Developing a desktop environment is a bit of a tightrope walk. Some
people are very happy with just a panel and a desktop menu (like those
Fluxboxers). Others prefer to have a lot of hardware and
online services features directly integrated into the desktop
environment. And then there are people who still think that the UNIX
way of using different tools for different things is a good idea.

I think it's something inbetween that we are aiming for. We provide an
environment for basic (and sometimes also sophisticated) access to
applications, windows and files via relatively well-done user
interfaces and a tad bit more configuration options than others.

If you need more, then you have to rely on extra tools which are, if at
all, probably not as tighly integrated into Xfce as they are in GNOME
or KDE. Personally, I'm fine with that. But I can see where the world
is heading and apparently tight frontend integration with the
flexibility being hidden under the hood (like with D-Bus) is very
important nowadays.

So, I think of Xfce as a more traditional environment because we
clearly don't have the manpower to follow most of todays trends. For
instance, I kinda doubt that we'll in the near future jump on that
"revolutionize the desktop" train GNOME is riding on with things like
gnome-shell, zeitgeist, wizbit and others. 
We're more likely to improve our set of applications and libraries for
a better user experience, leaving the applications for *real* tasks
(everything beyond launching/managing applications, windows and files)
up to others.

But still... everything is possible, and if someone has a good idea
things might change. I guess this is where I see us right now. 

> > > (2) For those using custom menus, have you found a reasonable
> > > solution?
> > 
> > For 4.6 we have adopted the menu specification which
> > ensures compatibility with most desktop applications available
> > today. 
> >
> > I agree that custom menus are now more complicated to maintain.
> > Pleasing all participants on involves a certain
> > level of complexity and compromises.
> > 
> > There are menu editors out there (like Alacarte) which do a decent
> > job at making it easier to edit menus. The bad news is that 4.6
> > doesn't support the bits in the specification dealing with menu
> > editing. For that you'll need to wait for 4.8 (scheduled for next
> > April) or possible development releases between 4.6 and 4.8. 
> For me I occasionally would update menu.xml directly, but taskmenu.xml
> and hostmenu.xml were generated by scriptage and data from other
> sources.  It was super-simple.

You can still auto-generate custom menus from a simpler representation.
It's just not as easy as it was before. The things that need to be
generated are:

  1) a .menu XML file
  2) one .directory file per root and sub menu
  3) one .desktop file for each menu item

Neither of these are really complicated.
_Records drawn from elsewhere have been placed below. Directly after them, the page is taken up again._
//! End-to-end intake: untrusted JSON through the schema gate and the
//! canonical layer into the live store.

use mockbird::canonical::{expectation_to_canonical, expectations_from_json, to_pretty_string};
use mockbird::model::Times;
use mockbird::{ExpectationStore, HttpRequest, SchemaRegistry};

fn registry() -> SchemaRegistry {
    SchemaRegistry::expectation().expect("embedded schemas compile")
}

/// A well-formed expectation document flows through gate, parse, store,
/// and match.
#[test]
fn valid_document_reaches_the_store() {
    let json = r#"{
        "httpRequest": { "method": "GET", "path": "/widgets" },
        "httpResponse": { "statusCode": 200, "body": "all widgets" }
    }"#;
    let expectations = expectations_from_json(&registry(), json).unwrap();
    assert_eq!(expectations.len(), 1);

    let store = ExpectationStore::new();
    for expectation in expectations {
        store.register(expectation);
    }
    let matched = store.first_match(&HttpRequest::new().with_method("GET").with_path("/widgets"));
    assert!(matched.is_some(), "registered expectation should match");
}

/// A bare array registers every element; a single object registers one.
#[test]
fn array_and_single_object_forms_accepted() {
    let array = r#"[
        { "httpRequest": { "path": "/a" }, "httpResponse": { "statusCode": 200 } },
        { "httpRequest": { "path": "/b" }, "httpResponse": { "statusCode": 404 } }
    ]"#;
    assert_eq!(expectations_from_json(&registry(), array).unwrap().len(), 2);

    let single = r#"{ "httpResponse": { "statusCode": 200 } }"#;
    assert_eq!(expectations_from_json(&registry(), single).unwrap().len(), 1);
}

/// Syntax errors and shape errors are rejected before any state change,
/// with distinguishable messages.
#[test]
fn malformed_and_invalid_documents_rejected() {
    let registry = registry();

    let malformed = expectations_from_json(&registry, "{ not json").unwrap_err();
    assert!(malformed.is_rejected_input());
    assert!(
        malformed.to_string().contains("incorrect json format"),
        "syntax error message: {malformed}"
    );

    let no_action = expectations_from_json(&registry, r#"{ "httpRequest": {} }"#).unwrap_err();
    assert!(no_action.is_rejected_input());
    assert!(
        no_action.to_string().contains("incorrect request format"),
        "shape error message: {no_action}"
    );
}

/// Every element of an array is validated; one bad element rejects the
/// whole submission.
#[test]
fn one_bad_element_rejects_the_batch() {
    let json = r#"[
        { "httpResponse": { "statusCode": 200 } },
        { "bogusKey": true }
    ]"#;
    assert!(expectations_from_json(&registry(), json).is_err());
}

/// A document without an id gets a generated one; ids are unique per
/// parse.
#[test]
fn missing_ids_are_generated() {
    let json = r#"{ "httpResponse": { "statusCode": 200 } }"#;
    let registry = registry();
    let first = &expectations_from_json(&registry, json).unwrap()[0];
    let second = &expectations_from_json(&registry, json).unwrap()[0];
    assert!(!first.id.is_empty());
    assert_ne!(first.id, second.id, "each parse gets its own id");
}

/// Re-submitting an id replaces the stored expectation in place.
#[test]
fn resubmitted_id_replaces_in_place() {
    let registry = registry();
    let store = ExpectationStore::new();

    let original = r#"{
        "id": "widget-rule",
        "httpRequest": { "path": "/widgets" },
        "httpResponse": { "statusCode": 200 }
    }"#;
    let replacement = r#"{
        "id": "widget-rule",
        "httpRequest": { "path": "/widgets" },
        "httpResponse": { "statusCode": 503 }
    }"#;
    for json in [original, replacement] {
        for expectation in expectations_from_json(&registry, json).unwrap() {
            store.register(expectation);
        }
    }
    assert_eq!(store.len(), 1, "same id should not duplicate");
}

/// A schema-valid document with a calendar-breaking ttl magnitude must
/// register and match instead of panicking the store.
#[test]
fn extreme_ttl_document_is_survivable() {
    let json = r#"{
        "httpRequest": { "path": "/durable" },
        "timeToLive": { "timeUnit": "DAYS", "timeToLive": 9223372036854775807 },
        "httpResponse": { "statusCode": 200 }
    }"#;
    let store = ExpectationStore::new();
    for expectation in expectations_from_json(&registry(), json).unwrap() {
        store.register(expectation);
    }
    let matched = store.first_match(&HttpRequest::new().with_path("/durable"));
    assert!(matched.is_some(), "saturated ttl should never expire");
}

/// The canonical form of a parsed document omits defaulted fields and
/// pretty-prints with two-space indentation.
#[test]
fn canonical_output_is_stable_and_minimal() {
    let json = r#"{
        "id": "stable",
        "httpRequest": { "path": "/widgets" },
        "times": { "remainingTimes": 2 },
        "httpResponse": { "statusCode": 200 }
    }"#;
    let expectation = expectations_from_json(&registry(), json)
        .unwrap()
        .remove(0);
    assert_eq!(expectation.times, Times::exactly(2));

    let canonical = expectation_to_canonical(&expectation);
    let rendered = to_pretty_string(&canonical);
    assert!(rendered.contains("\n  \"id\": \"stable\""));
    assert!(
        !rendered.contains("priority"),
        "default priority must be omitted: {rendered}"
    );
    assert!(
        !rendered.contains("timeToLive"),
        "unlimited ttl must be omitted: {rendered}"
    );
}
The .menu file just defines
the hierarchy of menus, where to look for .directory and .desktop
files and which categories or items to include in which menu.

The .directory files basically provide a display title fore each menu.

The .desktop files define name, tooltip, categories and a shell command
for each menu item.

I know you just wrote you hardly have to the time to read up on the
specs, but in case you still want to, here are the menu and desktop
entry specifications:

The first defines how .menu files are written. The second explains the
format of .directory and .desktop files in a bit more detail.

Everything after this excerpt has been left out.